Almost certainly. The fish are indeed scratching themselves.


----------



## funlad3 (Oct 9, 2010)

Thanks for the call emc7. I always assume everyone has the same fish and definitions as I do. I guess I should work on that... :-(


----------



## FishBreeding (Aug 13, 2010)

added a tiny dose of rid ich with some aquarium salt and the fish seem to be acting the way they had been before so thats promising but my loach i had in that tank and moved him and he is acting very strange swimming in circles along the glass for hours


----------



## AvocadoPuffDude (Jan 20, 2011)

I rarely have fish that suffer ich.

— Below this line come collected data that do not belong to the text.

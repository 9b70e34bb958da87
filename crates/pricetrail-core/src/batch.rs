//! Batch orchestration: the engine entry point.
//!
//! [`process`] accepts a batch of normalized snapshots and the current
//! ledger, and produces the folded ledger, one report per NEW/CHANGED
//! snapshot, and summary counts. It performs no I/O and is deterministic:
//! the same batch against the same ledger always yields the same outcome.

use std::collections::BTreeMap;

use crate::classify::classify_against;
use crate::model::{
    BatchOutcome, BatchSummary, ChangeReportEntry, Classification, Ledger, PriceMovement,
    ProcessingNote, ProductKey, Snapshot,
};

/// Resolve intra-batch duplicate identities: the last snapshot per key wins.
///
/// Earlier duplicates are skipped entirely (never classified) and surfaced
/// as [`ProcessingNote::DuplicateIdentity`], one note per affected key in
/// key order.
fn dedup_last_wins(batch: Vec<Snapshot>) -> (Vec<Snapshot>, Vec<ProcessingNote>) {
    let mut last_index: BTreeMap<ProductKey, usize> = BTreeMap::new();
    for (index, snapshot) in batch.iter().enumerate() {
        last_index.insert(snapshot.product_key.clone(), index);
    }

    let mut skipped: BTreeMap<ProductKey, usize> = BTreeMap::new();
    let mut survivors = Vec::with_capacity(last_index.len());
    for (index, snapshot) in batch.into_iter().enumerate() {
        if last_index[&snapshot.product_key] == index {
            survivors.push(snapshot);
        } else {
            *skipped.entry(snapshot.product_key).or_insert(0) += 1;
        }
    }

    let notes = skipped
        .into_iter()
        .map(|(product_key, count)| ProcessingNote::DuplicateIdentity {
            product_key,
            skipped: count,
        })
        .collect();

    (survivors, notes)
}

/// Ingest one batch against the ledger.
///
/// For each snapshot (per identity, independently):
/// - classify against the identity's latest prior record;
/// - for NEW and CHANGED, capture the prior record and full history as they
///   stood before this batch, then promote the snapshot to a new record;
/// - discard UNCHANGED snapshots without writing.
///
/// Existing records are never edited or removed. After the fold the ledger
/// is re-sorted into audit order (a presentation concern only).
///
/// Idempotent on UNCHANGED: re-running the same batch against the ledger
/// this call produced yields zero new records and an empty report list.
pub fn process(batch: Vec<Snapshot>, ledger: Ledger) -> BatchOutcome {
    let mut ledger = ledger;
    let batch_len = batch.len();
    let (survivors, notes) = dedup_last_wins(batch);

    tracing::debug!(
        batch_len,
        deduped_len = survivors.len(),
        ledger_len = ledger.len(),
        "processing batch"
    );

    let mut reports = Vec::new();
    let mut summary = BatchSummary::default();

    for snapshot in survivors {
        let prior = ledger.latest_for(&snapshot.product_key);
        let classification = classify_against(prior, &snapshot);

        match classification {
            Classification::Unchanged => {
                summary.unchanged += 1;
            }
            Classification::New => {
                summary.new += 1;
                reports.push(ChangeReportEntry {
                    classification,
                    snapshot: snapshot.clone(),
                    prior: None,
                    history: Vec::new(),
                    delta: None,
                    movement: None,
                });
                ledger.append(snapshot);
            }
            Classification::Changed => {
                summary.changed += 1;
                let prior = prior.cloned();
                let history = ledger
                    .history_for(&snapshot.product_key)
                    .into_iter()
                    .cloned()
                    .collect();

                let old_price = prior.as_ref().and_then(|r| r.snapshot.observed_price);
                let new_price = snapshot.observed_price;
                let delta = match (old_price, new_price) {
                    (Some(old), Some(new)) => Some(old - new),
                    _ => None,
                };

                reports.push(ChangeReportEntry {
                    classification,
                    snapshot: snapshot.clone(),
                    prior,
                    history,
                    delta,
                    movement: Some(PriceMovement::from_prices(old_price, new_price)),
                });
                ledger.append(snapshot);
            }
        }
    }

    ledger.sort_for_audit();

    tracing::debug!(
        new_count = summary.new,
        changed_count = summary.changed,
        unchanged_count = summary.unchanged,
        "batch processed"
    );

    BatchOutcome {
        ledger,
        reports,
        summary,
        notes,
    }
}
//! Sentence segmentation and text statistics.
//!
//! The segmenter here is the single source of truth for sentence
//! boundaries: both the output formatter and the extractive fallback
//! summarizer go through [`split_sentences`], so a sentence means the
//! same thing everywhere in the pipeline.

pub mod extractive;
pub mod format;

use regex::Regex;
use std::sync::LazyLock;

/// Inputs shorter than this tend to produce poor summaries.
pub const MIN_RECOMMENDED_CHARS: usize = 500;
/// Inputs longer than this tend to exceed provider limits.
pub const MAX_RECOMMENDED_CHARS: usize = 50_000;

const WORDS_PER_MINUTE: usize = 200;

static WHITESPACE: LazyLock<Regex> =
    LazyLock::new(|| Regex::new(r"\s+").expect("whitespace regex is valid"));

/// Split text into trimmed sentences.
///
/// Whitespace runs are collapsed to single spaces first, then the text is
/// split wherever `.`, `?`, or `!` is immediately followed by whitespace;
/// the punctuation stays with its sentence. Text without terminal
/// punctuation comes back as a single sentence.
pub fn split_sentences(text: &str) -> Vec<String> {
    let normalized = WHITESPACE.replace_all(text.trim(), " ");
    if normalized.is_empty() {
        return Vec::new();
    }

    let mut sentences = Vec::new();
    let mut start = 0;
    let mut chars = normalized.char_indices().peekable();

    while let Some((_, c)) = chars.next() {
        if matches!(c, '.' | '?' | '!') {
            if let Some(&(next_idx, next)) = chars.peek() {
                if next.is_whitespace() {
                    let sentence = normalized[start..next_idx].trim();
                    if !sentence.is_empty() {
                        sentences.push(sentence.to_string());
                    }
                    start = next_idx;
                }
            }
        }
    }

    let tail = normalized[start..].trim();
    if !tail.is_empty() {
        sentences.push(tail.to_string());
    }

    sentences
}

/// Count whitespace-separated words.
pub fn count_words(text: &str) -> usize {
    text.split_whitespace().count()
}

/// Estimate reading time in minutes at 200 wpm, minimum 1.
pub fn estimate_reading_time(text: &str) -> usize {
    let words = count_words(text);
    words.div_ceil(WORDS_PER_MINUTE).max(1)
}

It's been my experience by the time a fish gets ich, the water conditions have to be terrible for a while. Stop over-feeding and over-crowding, and the ich won't be such a problem.


----------



## AvocadoPuffDude (Jan 20, 2011)

Salt? Salt belongs on the dinner table, not the freshwater aquarium!


----------



## emc7 (Jul 23, 2005)

fish from chain stores are prone to ich, usually in the first month of the tank's setup. When someone has a problem, telling them its their own fault doesn't help the fish. Don't be trollish.


----------



## tiggerbarb (Jan 17, 2011)

Ya I have noticed that all the fish that i have gotten from petsmart all had ich, and the ones from the other fish store which were in the same tank as the ones with the ich didn't show any white spots. I am now hopefully ich free.( both tanks only had ich once)


----------